BEGIN

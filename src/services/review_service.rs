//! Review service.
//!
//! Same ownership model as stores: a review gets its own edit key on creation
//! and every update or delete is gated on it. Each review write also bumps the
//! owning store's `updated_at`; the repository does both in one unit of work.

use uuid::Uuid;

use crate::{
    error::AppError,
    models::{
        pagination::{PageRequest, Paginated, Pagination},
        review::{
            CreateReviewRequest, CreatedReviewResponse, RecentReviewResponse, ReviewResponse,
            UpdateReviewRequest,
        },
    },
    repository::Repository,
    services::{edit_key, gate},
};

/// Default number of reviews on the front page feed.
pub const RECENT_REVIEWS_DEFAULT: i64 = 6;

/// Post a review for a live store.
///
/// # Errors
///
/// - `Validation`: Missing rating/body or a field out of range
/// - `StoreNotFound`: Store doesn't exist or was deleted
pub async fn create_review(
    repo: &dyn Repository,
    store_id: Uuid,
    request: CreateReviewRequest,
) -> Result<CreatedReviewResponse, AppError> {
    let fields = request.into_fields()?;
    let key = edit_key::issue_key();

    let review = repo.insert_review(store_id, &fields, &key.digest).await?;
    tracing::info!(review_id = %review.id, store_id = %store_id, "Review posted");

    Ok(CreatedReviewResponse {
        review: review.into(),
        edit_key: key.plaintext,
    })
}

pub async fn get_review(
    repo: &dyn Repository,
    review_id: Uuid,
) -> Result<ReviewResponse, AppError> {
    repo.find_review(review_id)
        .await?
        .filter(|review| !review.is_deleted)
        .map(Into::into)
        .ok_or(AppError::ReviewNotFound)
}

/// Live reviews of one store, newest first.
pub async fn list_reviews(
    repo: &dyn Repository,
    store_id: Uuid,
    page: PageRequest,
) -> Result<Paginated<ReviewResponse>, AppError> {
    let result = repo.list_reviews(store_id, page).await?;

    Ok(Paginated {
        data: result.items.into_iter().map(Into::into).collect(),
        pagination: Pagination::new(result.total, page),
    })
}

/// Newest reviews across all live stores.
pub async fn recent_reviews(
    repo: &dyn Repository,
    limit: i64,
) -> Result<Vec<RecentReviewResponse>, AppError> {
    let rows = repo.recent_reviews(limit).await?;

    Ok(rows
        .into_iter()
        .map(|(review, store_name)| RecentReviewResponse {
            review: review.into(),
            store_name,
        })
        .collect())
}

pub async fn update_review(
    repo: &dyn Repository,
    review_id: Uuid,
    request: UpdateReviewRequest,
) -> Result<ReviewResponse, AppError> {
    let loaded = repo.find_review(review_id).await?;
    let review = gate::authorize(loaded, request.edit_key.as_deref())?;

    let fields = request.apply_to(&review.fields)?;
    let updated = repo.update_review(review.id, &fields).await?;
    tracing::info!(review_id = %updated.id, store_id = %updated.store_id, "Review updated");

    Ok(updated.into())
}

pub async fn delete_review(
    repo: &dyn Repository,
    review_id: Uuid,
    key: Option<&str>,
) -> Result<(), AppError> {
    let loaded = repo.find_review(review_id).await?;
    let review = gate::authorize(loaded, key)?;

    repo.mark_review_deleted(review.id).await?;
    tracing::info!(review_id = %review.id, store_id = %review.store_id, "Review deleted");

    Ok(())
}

END

Which lines of the records hold the string "collect"? Copy each one.

        data: result.items.into_iter().map(Into::into).collect(),
        .collect())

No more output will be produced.